Age of Type 1 Diabetes Diagnosis Affects Brain Health Later in Life

Individuals who are diagnosed with type 1 diabetes in their later childhood are more likely to have weaker brain connectivity in middle age compared with people diagnosed at a younger age, according to a new study.

Other studies have shown a link between early-onset type 1 diabetes and cognitive problems, so the researchers expected to find that people who had been diagnosed early would have weaker connections in their brain regions.

"But instead, we found that those who were diagnosed later in childhood had the weaker brain connections as they aged," said Dr. John Ryan, study author and assistant professor of psychiatry at the University of Pittsburgh Schools of the Health Sciences.

Diabetes and the brain

The study participants included 66 middle-aged adults who had been diagnosed with type 1 diabetes as children. The group is one of only a few in the country where the participants have been followed throughout their lifespans.

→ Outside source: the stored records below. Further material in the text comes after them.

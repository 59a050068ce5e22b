//! Board survey - generate many seeded games and collect statistics
//!
//! Every game owns its own RNG seeded from `base_seed + index`, so games run
//! in parallel without sharing state and a survey is reproducible.

use crate::core::{BoardConfig, BoardError};
use crate::game::{ColorGame, GameConfig};
use crate::maps::DEFAULT_MAPS;
use crate::wordlists::RandomWords;
use indicatif::{ProgressBar, ProgressStyle};
use log::{debug, info};
use rand::SeedableRng;
use rand::rngs::StdRng;
use rayon::prelude::*;
use rustc_hash::FxHashMap;
use std::time::{Duration, Instant};

/// Settings for a survey run
#[derive(Debug, Clone)]
pub struct SurveyConfig {
    pub games: usize,
    /// Fixed color count, or `None` to draw one per game
    pub color_count: Option<usize>,
    pub max_attempts: usize,
    pub base_seed: u64,
}

impl SurveyConfig {
    #[must_use]
    pub const fn new(games: usize, base_seed: u64) -> Self {
        Self {
            games,
            color_count: None,
            max_attempts: BoardConfig::new(1).max_attempts,
            base_seed,
        }
    }
}

/// Outcome of one surveyed game
#[derive(Debug, Clone)]
struct GameSample {
    color_count: usize,
    attempts: usize,
    separation: f64,
    all_colors_share: f64,
}

/// Statistics over every surveyed game
#[derive(Debug)]
pub struct SurveyStatistics {
    pub games: usize,
    pub failures: usize,
    pub mean_attempts: f64,
    pub max_attempts: usize,
    /// Mean fraction of tiles that show every color
    pub mean_all_colors_share: f64,
    /// Games per color count
    pub color_counts: FxHashMap<usize, usize>,
    /// Separation bound per color count
    pub separations: FxHashMap<usize, f64>,
    pub total_time: Duration,
}

fn sample_game(
    config: &SurveyConfig,
    index: usize,
    words: &[String],
) -> Result<GameSample, BoardError> {
    let seed = config.base_seed.wrapping_add(index as u64);
    let mut rng = StdRng::seed_from_u64(seed);

    let board = config
        .color_count
        .map_or_else(
            || BoardConfig::with_random_color_count(&mut rng),
            BoardConfig::new,
        )
        .max_attempts(config.max_attempts);
    let color_count = board.color_count;

    let mut source = RandomWords::new(words.to_vec(), StdRng::seed_from_u64(!seed))?;
    let game = ColorGame::new(&GameConfig::new(board), DEFAULT_MAPS, &mut source, rng)?;

    Ok(GameSample {
        color_count,
        attempts: game.board().attempts(),
        separation: game.board().separation(),
        all_colors_share: game.all_colors_share(),
    })
}

/// Generate `config.games` games in parallel, filling helpers from `words`
#[must_use]
pub fn run_survey(config: &SurveyConfig, words: &[String]) -> SurveyStatistics {
    info!("surveying {} games from seed {}", config.games, config.base_seed);

    let pb = ProgressBar::new(config.games as u64);
    if let Ok(style) = ProgressStyle::default_bar()
        .template("{spinner:.green} [{bar:40.cyan/blue}] {pos}/{len} ({percent}%) | {msg}")
    {
        pb.set_style(style.progress_chars("█▓▒░"));
    }

    let start = Instant::now();
    let results: Vec<Result<GameSample, BoardError>> = (0..config.games)
        .into_par_iter()
        .map(|index| {
            let result = sample_game(config, index, words);
            if let Err(err) = &result {
                debug!("game {index} failed: {err}");
            }
            pb.inc(1);
            result
        })
        .collect();
    pb.finish_with_message("Complete!");

    let samples: Vec<&GameSample> = results.iter().filter_map(|r| r.as_ref().ok()).collect();
    let failures = results.len() - samples.len();

    let mut color_counts: FxHashMap<usize, usize> = FxHashMap::default();
    let mut separations: FxHashMap<usize, f64> = FxHashMap::default();
    for sample in &samples {
        *color_counts.entry(sample.color_count).or_insert(0) += 1;
        separations.insert(sample.color_count, sample.separation);
    }

    let mean = |f: fn(&GameSample) -> f64| {
        if samples.is_empty() {
            0.0
        } else {
            samples.iter().map(|s| f(s)).sum::<f64>() / samples.len() as f64
        }
    };

    SurveyStatistics {
        games: results.len(),
        failures,
        mean_attempts: mean(|s| s.attempts as f64),
        max_attempts: samples.iter().map(|s| s.attempts).max().unwrap_or(0),
        mean_all_colors_share: mean(|s| s.all_colors_share),
        color_counts,
        separations,
        total_time: start.elapsed(),
    }
}

#[cfg(test)]
mod tests {
    use super::*;
    use crate::wordlists::{HELPER_WORDS, loader::words_from_slice};

    #[test]
    fn survey_counts_every_game() {
        let words = words_from_slice(HELPER_WORDS);
        let stats = run_survey(&SurveyConfig::new(12, 40), &words);
        assert_eq!(stats.games, 12);
        assert_eq!(stats.failures, 0);
        assert_eq!(stats.color_counts.values().sum::<usize>(), 12);
        assert!(
            stats
                .color_counts
                .keys()
                .all(|c| (BoardConfig::MIN_COLORS..=BoardConfig::MAX_COLORS).contains(c))
        );
        assert!(stats.mean_attempts >= 4.0);
        assert!((0.0..=1.0).contains(&stats.mean_all_colors_share));
    }

    #[test]
    fn survey_is_reproducible() {
        let words = words_from_slice(HELPER_WORDS);
        let mut config = SurveyConfig::new(6, 7);
        config.color_count = Some(5);
        let a = run_survey(&config, &words);
        let b = run_survey(&config, &words);
        assert!((a.mean_attempts - b.mean_attempts).abs() < f64::EPSILON);
        assert!((a.mean_all_colors_share - b.mean_all_colors_share).abs() < f64::EPSILON);
        assert!((a.separations[&5] - 0.059_375).abs() < 1e-12);
    }

    #[test]
    fn failed_games_are_counted() {
        let words = words_from_slice(HELPER_WORDS);
        let mut config = SurveyConfig::new(3, 1);
        config.max_attempts = 0;
        let stats = run_survey(&config, &words);
        assert_eq!(stats.failures, 3);
        assert_eq!(stats.max_attempts, 0);
        assert!(stats.color_counts.is_empty());
    }

    #[test]
    fn empty_word_list_fails_every_game() {
        let stats = run_survey(&SurveyConfig::new(2, 3), &[]);
        assert_eq!(stats.failures, 2);
    }
}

People with diabetes are living longer, Dr. Ryan stressed, but understanding exactly how diabetes affects the aging process - and things like memory and brain connectivity - is still unfolding.

"The mechanisms underlying these associations are not yet clear," he said. "However, the relationships between age of diagnosis and connectivity was stronger in older participants, supporting a model of diabetes as accelerated aging."